Welcome to Well, That Sucked, our weekly compendium of exactly what it sounds like. Thrown in this week’s garbage: reasonable attitudes that even halfway-not-evil people should be able to get behind, for god’s sake.

There is an understandable knee-jerk reaction—somewhere between face-palming mortification and diaper-filling dread—that accompanies the news that a member of our Conservative government has spoken, in public, about gay rights. Oh, do tell, what fresh hell will come tumbling out of the gaping maw of some puffy, oil-slicked dinosaur today?

And yet, this time, not only was it absent of any overt malice, it was actually … kind of nice. Last week, Foreign Affairs Minister John Baird said that he had tried to convince the Russian government not to go forward with a widely denounced anti-gay law that would ban gay pride rallies and so much as providing information about gay issues to minors.

What a logical, reasoned reaction to an unfair law, said most of us. I am glad my government is making actual attempts to do good things around the world.

And then—why is there always an “and then”?—some batshit crew of misanthropic pinochle enthusiasts that your friend’s weird mom probably belongs to (you know the one, always frowning at you because your mom let you use a computer for reasons other than organizing funeral pickets) begged to differ.

REAL Women of Canada—which wonderfully, gloriously stands for Realistic, Equal, Active, for Life—is not, as I’d hoped, a national coalition of pleasure dolls thisclose to gaining terrible sentience, but rather a conservative organization rallying around “traditional family and marriage.” This week, they released a statement on their website reprimanding Baird for his stance on international anti-gay laws. You will be shocked and disheartened to learn that it is not entirely accurate.

“He argues that homosexual rights are a ‘Canadian value,’ but this applies only to himself and his fellow activists and the left-wing elitists,” writes Vice-President/Grand Wizard Gwendolyn Landolt.

Her letter begins: “Minister of Foreign Affairs, John Baird, has abused his position as a cabinet minister to impose his own special interest in the foreign countries of Uganda, Kenya and Russia.” Okay, stop right there.

Are you meaning to tell me that this deviant Baird, this supposed minister of FOREIGN affairs, is trying to impose his will on FOREIGN countries to prevent gay people from being murdered in the streets?

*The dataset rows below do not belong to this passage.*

/*!
# Graph Gallery

A small web gallery for saving, browsing, editing and deleting graph
definitions (formula, colour, tags, author) for a browser-side plotting widget.

## Architecture

### Storage Layer
- **Record Store** - the whole collection lives in one pretty-printed JSON
  array on disk. Every operation re-reads the file; every mutation rewrites it.
  There is no locking, so two overlapping writers can lose an update.
- **Tag Index** - the sorted set of distinct tags, derived on request.

### HTTP Layer (`web` feature)
- **CRUD API** - validates payloads, delegates to the store and maps outcomes
  to status codes with `{error, message}` bodies on failure.
- **Script relay** - serves the plotting widget scripts from our own origin.
- **Static files** - the gallery client, served as the router fallback.

## REST API Endpoints

- `GET /api/graphs` - list every graph
- `POST /api/graphs` - create a graph (`title`, `formula`, `type` required)
- `GET /api/graphs/{id}` - fetch one graph
- `PUT /api/graphs/{id}` - shallow-merge the supplied fields
- `DELETE /api/graphs/{id}` - remove a graph
- `GET /api/tags` - distinct tags, sorted
- `GET /api/v1.12/{calculator.js,calculator3d.js}` - widget scripts

## Modules

- **record**: `GraphRecord`, create drafts and update patches
- **store**: flat-file persistence
- **tags**: tag aggregation
- **config**: environment configuration
- **error**: error type shared by every layer
- **api**, **scripts**, **app**: handlers, script relay, router and server
*/

pub mod config;
pub mod error;
pub mod record;
pub mod store;
pub mod tags;

#[cfg(feature = "web")]
pub mod api;
#[cfg(feature = "web")]
pub mod app;
#[cfg(feature = "web")]
pub mod scripts;

/// Re-export the core types to make them easier to use
pub use config::Config;
pub use error::{GalleryError, GalleryResult};
pub use record::{GraphDraft, GraphPatch, GraphRecord, GraphType};
pub use store::RecordStore;
pub use tags::unique_sorted_tags;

With my tax dollars? Who does he think he is, the minister of foreign affairs?

“It is a fact,” the letter continues, “that homosexual activists in Canada are intolerant of any resistance to their demands, and, as such, have become tyrannical minorities.”

Look, we live in a dangerous world. Tornadoes. Nuclear weapons. Winter is coming. Why not fortify ourselves against the well-documented tyranny of minorities while we still have a fighting chance? It’s always the same with them—don’t-kill-us this, that’s-our-land that. Where’s the justice? Do I not also have to eat? Just take a look through history: How often have the wills of the members of the smallest, weakest constituency brutally overtaken and dominated all others? Always. They have always done that. Every time. And now it’s happening again. History.

The letter proceeds in similar fashion, more rambling by garbage-brained stooges who think gay people have nothing better to do than lure children to their gingerbread-and-gumdrop homes only to plop them into bubbling cauldrons. I have plenty of gay friends. You know how many own cauldrons? Like, ten percent, tops. It’s always a joy to watch people who wouldn’t know persecution if it were keeping them from visiting their dying spouse in the hospital rally to maintain their right to bigotry.

What’s most disappointing is that the minister’s office actually offered to meet with REAL Women to clarify its position. Come on. Is the government really compelled to sit down with every cretin who has the time and energy and manual dexterity to write a press release? Because, if that’s the case, then I, too, have an email address and a website, and I have a couple bones to pick with Stephen Harper about this so-called War of 1812. (See? All that advertising worked! I now know that the War of 1812 is a thing that happened. Totally paid off.)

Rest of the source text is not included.